What each criterion rewards: Hold the whole mark scheme in your head with one table. The split most students forget under pressure is that A and B are worth twice as much as C — so strong language and a developed message carry most of your grade, but C is the easy 6 marks you bank simply by using the right form and register.
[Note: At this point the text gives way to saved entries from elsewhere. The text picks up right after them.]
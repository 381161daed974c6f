//! Top-level composition: build a raw tree, erase it, attach help
//!
//! The builder receives a [`SelfRef`] to the finished (erased) tree. Reads
//! through it are deferred thunks that resolve once the tree exists, which
//! lets one target alias another without ordering the builder.

use std::cell::OnceCell;
use std::fmt;
use std::rc::Rc;

use tracing::{debug, instrument};

use crate::domain::{
    collect_help_entries, erase, parse_attr_path, render, Annotator, DomainError, DomainResult,
    HelpOptions, Thunk, Value,
};

/// Forward reference to the erased tree a builder is producing.
///
/// The tree is never freed while thunks created through it are alive:
/// the finished tree holds those thunks, and they hold the tree.
#[derive(Clone, Default)]
pub struct SelfRef {
    tree: Rc<OnceCell<Value>>,
}

impl SelfRef {
    pub fn new() -> Self {
        Self::default()
    }

    /// Deferred lookup of a dotted attribute path in the finished tree.
    ///
    /// Forcing the returned thunk before [`SelfRef::finalize`] fails with
    /// [`DomainError::SelfNotReady`].
    pub fn get(&self, path: &str) -> Value {
        let tree = Rc::clone(&self.tree);
        let segments = parse_attr_path(path);
        let display = path.to_string();
        Value::Thunk(Thunk::new(format!("self.{path}"), move || {
            let segments = segments.clone()?;
            let root = tree.get().ok_or_else(|| DomainError::SelfNotReady {
                path: display.clone(),
            })?;
            root.select(&segments)
        }))
    }

    /// Install the finished tree. Only the first call has an effect.
    pub fn finalize(&self, tree: Value) {
        if self.tree.set(tree).is_err() {
            debug!("self reference already finalized");
        }
    }

    pub fn is_finalized(&self) -> bool {
        self.tree.get().is_some()
    }
}

impl fmt::Debug for SelfRef {
    fn fmt(&self, f: &mut fmt::Formatter<'_>) -> fmt::Result {
        f.debug_struct("SelfRef")
            .field("finalized", &self.is_finalized())
            .finish()
    }
}

/// Build a self-documenting target tree.
///
/// Returns the erased tree extended with `options.help_attribute` (the
/// rendered help passed through `wrapper` and `throw`) and
/// `options.all_attribute` (the erased tree itself).
pub fn with_help<F>(options: &HelpOptions, build: F) -> DomainResult<Value>
where
    F: FnOnce(&SelfRef, &Annotator) -> Value,
{
    try_with_help(options, |self_ref, annotator| {
        Ok::<_, DomainError>(build(self_ref, annotator))
    })
}

/// [`with_help`] for builders that can fail.
#[instrument(level = "debug", skip_all, fields(help = %options.help_attribute))]
pub fn try_with_help<F, E>(options: &HelpOptions, build: F) -> Result<Value, E>
where
    F: FnOnce(&SelfRef, &Annotator) -> Result<Value, E>,
    E: From<DomainError>,
{
    let self_ref = SelfRef::new();
    let raw = build(&self_ref, &options.annotate)?;

    let erased = erase(&raw);
    let Value::Attrs(mut public) = erased.clone() else {
        return Err(DomainError::NotAttrs {
            path: "<root>".to_string(),
        }
        .into());
    };
    self_ref.finalize(erased.clone());

    let entries = collect_help_entries(options, &raw);
    let text = render(options, entries);
    debug!(lines = text.lines().count(), "rendered help");

    public.insert(
        options.help_attribute.clone(),
        (options.throw)((options.wrapper)(&text)),
    );
    public.insert(options.all_attribute.clone(), erased);
    Ok(Value::Attrs(public))
}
| Criterio | Máximo | Qué premia |
|---|---|---|
| A — Lengua | /12 | variedad y corrección del vocabulario y la gramática, claridad |
| B — Mensaje | /12 | relevancia, desarrollo y organización de las ideas, cumplir la tarea |
| C — Comprensión conceptual | /6 | convenciones del tipo de texto + registro + tono adecuados al destinatario y al propósito |
Lock in the split: A Lengua /12 · B Mensaje /12 · C Conceptual /6 = /30. A and B are the big halves (language + ideas); C is the free 6 marks you earn just by respecting the text type, register and tone.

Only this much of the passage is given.